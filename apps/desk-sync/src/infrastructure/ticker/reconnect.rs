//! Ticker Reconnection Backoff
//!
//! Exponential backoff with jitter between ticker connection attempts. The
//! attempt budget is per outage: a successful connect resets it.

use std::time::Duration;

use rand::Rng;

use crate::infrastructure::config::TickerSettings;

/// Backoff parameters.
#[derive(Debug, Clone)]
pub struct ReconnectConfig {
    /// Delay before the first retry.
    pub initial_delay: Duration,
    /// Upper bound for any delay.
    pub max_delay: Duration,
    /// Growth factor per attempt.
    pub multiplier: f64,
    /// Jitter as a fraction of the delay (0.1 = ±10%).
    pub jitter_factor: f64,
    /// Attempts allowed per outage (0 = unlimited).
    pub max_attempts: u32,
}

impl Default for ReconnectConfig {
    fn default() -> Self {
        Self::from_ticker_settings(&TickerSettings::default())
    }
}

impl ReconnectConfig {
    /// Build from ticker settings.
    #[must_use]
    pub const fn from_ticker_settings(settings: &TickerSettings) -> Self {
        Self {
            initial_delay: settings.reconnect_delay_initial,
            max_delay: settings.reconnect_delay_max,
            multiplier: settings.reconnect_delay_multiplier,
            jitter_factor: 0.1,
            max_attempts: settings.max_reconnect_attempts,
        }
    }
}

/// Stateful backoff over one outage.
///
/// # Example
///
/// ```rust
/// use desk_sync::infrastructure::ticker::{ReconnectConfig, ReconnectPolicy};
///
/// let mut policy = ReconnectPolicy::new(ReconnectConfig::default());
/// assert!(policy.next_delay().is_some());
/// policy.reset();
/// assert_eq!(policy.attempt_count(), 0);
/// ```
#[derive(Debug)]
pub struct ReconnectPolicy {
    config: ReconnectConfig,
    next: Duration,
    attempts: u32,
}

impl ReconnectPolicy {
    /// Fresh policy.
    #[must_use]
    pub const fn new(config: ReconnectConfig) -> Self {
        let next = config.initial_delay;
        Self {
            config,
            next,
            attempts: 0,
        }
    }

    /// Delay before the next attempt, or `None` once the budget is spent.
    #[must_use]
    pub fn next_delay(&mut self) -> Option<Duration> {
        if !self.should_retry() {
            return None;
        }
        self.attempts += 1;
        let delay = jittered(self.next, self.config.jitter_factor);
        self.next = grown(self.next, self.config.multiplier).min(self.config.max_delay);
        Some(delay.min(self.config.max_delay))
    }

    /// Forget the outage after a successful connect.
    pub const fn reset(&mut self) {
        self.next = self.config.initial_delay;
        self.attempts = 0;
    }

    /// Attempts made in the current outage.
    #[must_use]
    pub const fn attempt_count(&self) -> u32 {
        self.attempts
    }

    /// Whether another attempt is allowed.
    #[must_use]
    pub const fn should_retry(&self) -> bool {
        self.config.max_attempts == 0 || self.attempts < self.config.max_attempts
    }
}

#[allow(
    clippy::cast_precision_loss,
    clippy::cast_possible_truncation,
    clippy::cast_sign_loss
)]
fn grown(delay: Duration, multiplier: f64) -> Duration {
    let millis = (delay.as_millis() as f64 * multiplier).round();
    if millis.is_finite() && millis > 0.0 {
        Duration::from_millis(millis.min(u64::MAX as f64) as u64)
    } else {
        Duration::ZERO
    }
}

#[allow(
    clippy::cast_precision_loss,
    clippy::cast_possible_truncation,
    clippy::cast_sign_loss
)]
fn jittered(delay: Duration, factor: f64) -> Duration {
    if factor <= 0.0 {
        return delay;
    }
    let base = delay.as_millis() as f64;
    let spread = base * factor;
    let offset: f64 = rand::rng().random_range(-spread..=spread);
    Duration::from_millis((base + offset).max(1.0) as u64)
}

What is needed: Each line that holds the string "ReconnectConfig" counts once. Give the total for the listing and nothing else.

Answer section: 7